What the task asks
Here are the records. Write out exactly the lines between the one holding "pub fn len_ticks(&self)" and the one holding "for span in", inclusive.

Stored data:

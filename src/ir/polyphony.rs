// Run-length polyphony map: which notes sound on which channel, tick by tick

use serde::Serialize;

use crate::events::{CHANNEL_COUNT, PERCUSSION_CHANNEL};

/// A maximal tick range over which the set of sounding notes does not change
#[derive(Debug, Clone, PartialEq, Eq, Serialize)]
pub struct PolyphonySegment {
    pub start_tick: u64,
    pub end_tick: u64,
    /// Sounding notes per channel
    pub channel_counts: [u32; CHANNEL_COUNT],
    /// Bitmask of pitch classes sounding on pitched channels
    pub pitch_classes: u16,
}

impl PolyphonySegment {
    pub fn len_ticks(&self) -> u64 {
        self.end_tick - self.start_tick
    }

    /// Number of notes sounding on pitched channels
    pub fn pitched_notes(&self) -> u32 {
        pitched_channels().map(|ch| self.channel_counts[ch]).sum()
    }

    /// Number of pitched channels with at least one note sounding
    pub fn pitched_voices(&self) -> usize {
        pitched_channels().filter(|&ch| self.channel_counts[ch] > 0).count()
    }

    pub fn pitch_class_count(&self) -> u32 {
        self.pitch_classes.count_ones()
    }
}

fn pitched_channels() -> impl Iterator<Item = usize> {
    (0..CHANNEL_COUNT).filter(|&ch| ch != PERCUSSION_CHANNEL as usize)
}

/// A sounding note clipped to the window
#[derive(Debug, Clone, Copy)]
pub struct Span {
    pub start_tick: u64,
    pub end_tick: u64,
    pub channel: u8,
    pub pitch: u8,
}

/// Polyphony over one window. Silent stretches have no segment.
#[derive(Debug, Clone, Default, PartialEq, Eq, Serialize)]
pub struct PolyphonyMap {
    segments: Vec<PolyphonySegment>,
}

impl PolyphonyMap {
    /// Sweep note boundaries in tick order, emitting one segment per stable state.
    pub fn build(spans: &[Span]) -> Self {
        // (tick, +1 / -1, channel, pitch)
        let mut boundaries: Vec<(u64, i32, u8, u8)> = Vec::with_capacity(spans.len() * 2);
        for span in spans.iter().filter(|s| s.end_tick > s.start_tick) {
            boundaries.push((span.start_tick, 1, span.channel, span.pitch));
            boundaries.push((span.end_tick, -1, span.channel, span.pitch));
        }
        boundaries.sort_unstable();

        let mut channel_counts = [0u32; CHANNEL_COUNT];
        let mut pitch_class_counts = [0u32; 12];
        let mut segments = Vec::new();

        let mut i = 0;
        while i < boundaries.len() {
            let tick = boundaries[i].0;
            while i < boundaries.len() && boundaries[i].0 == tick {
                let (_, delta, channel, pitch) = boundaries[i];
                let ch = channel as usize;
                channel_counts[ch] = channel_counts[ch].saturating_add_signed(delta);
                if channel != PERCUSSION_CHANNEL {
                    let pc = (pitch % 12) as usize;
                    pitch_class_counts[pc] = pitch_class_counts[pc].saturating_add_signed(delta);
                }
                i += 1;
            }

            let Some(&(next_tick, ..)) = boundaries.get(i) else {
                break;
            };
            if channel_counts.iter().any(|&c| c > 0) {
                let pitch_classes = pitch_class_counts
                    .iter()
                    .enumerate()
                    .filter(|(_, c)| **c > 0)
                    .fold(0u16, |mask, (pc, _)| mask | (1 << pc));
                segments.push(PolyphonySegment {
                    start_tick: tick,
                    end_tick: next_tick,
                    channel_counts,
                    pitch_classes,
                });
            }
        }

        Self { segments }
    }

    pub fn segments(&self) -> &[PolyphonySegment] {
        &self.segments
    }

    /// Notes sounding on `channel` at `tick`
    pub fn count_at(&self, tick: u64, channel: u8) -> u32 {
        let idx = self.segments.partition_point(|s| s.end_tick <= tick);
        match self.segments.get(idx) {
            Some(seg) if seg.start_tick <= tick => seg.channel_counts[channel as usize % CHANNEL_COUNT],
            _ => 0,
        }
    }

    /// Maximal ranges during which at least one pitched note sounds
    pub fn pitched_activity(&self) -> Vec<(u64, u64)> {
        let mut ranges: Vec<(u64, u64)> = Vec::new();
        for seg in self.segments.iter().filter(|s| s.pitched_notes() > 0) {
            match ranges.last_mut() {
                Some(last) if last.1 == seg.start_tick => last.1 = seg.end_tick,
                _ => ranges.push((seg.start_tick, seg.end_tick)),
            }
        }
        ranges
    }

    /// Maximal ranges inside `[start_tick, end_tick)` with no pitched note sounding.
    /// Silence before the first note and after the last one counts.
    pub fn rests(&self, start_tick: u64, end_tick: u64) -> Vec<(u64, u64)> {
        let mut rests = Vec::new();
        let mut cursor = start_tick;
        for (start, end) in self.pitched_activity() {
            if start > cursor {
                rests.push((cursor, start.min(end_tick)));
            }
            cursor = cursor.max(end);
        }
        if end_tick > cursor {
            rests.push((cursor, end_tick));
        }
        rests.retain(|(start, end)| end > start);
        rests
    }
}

Answer section
    pub fn len_ticks(&self) -> u64 {
        self.end_tick - self.start_tick
    }

    /// Number of notes sounding on pitched channels
    pub fn pitched_notes(&self) -> u32 {
        pitched_channels().map(|ch| self.channel_counts[ch]).sum()
    }

    /// Number of pitched channels with at least one note sounding
    pub fn pitched_voices(&self) -> usize {
        pitched_channels().filter(|&ch| self.channel_counts[ch] > 0).count()
    }

    pub fn pitch_class_count(&self) -> u32 {
        self.pitch_classes.count_ones()
    }
}

fn pitched_channels() -> impl Iterator<Item = usize> {
    (0..CHANNEL_COUNT).filter(|&ch| ch != PERCUSSION_CHANNEL as usize)
}

/// A sounding note clipped to the window
#[derive(Debug, Clone, Copy)]
pub struct Span {
    pub start_tick: u64,
    pub end_tick: u64,
    pub channel: u8,
    pub pitch: u8,
}

/// Polyphony over one window. Silent stretches have no segment.
#[derive(Debug, Clone, Default, PartialEq, Eq, Serialize)]
pub struct PolyphonyMap {
    segments: Vec<PolyphonySegment>,
}

impl PolyphonyMap {
    /// Sweep note boundaries in tick order, emitting one segment per stable state.
    pub fn build(spans: &[Span]) -> Self {
        // (tick, +1 / -1, channel, pitch)
        let mut boundaries: Vec<(u64, i32, u8, u8)> = Vec::with_capacity(spans.len() * 2);
        for span in spans.iter().filter(|s| s.end_tick > s.start_tick) {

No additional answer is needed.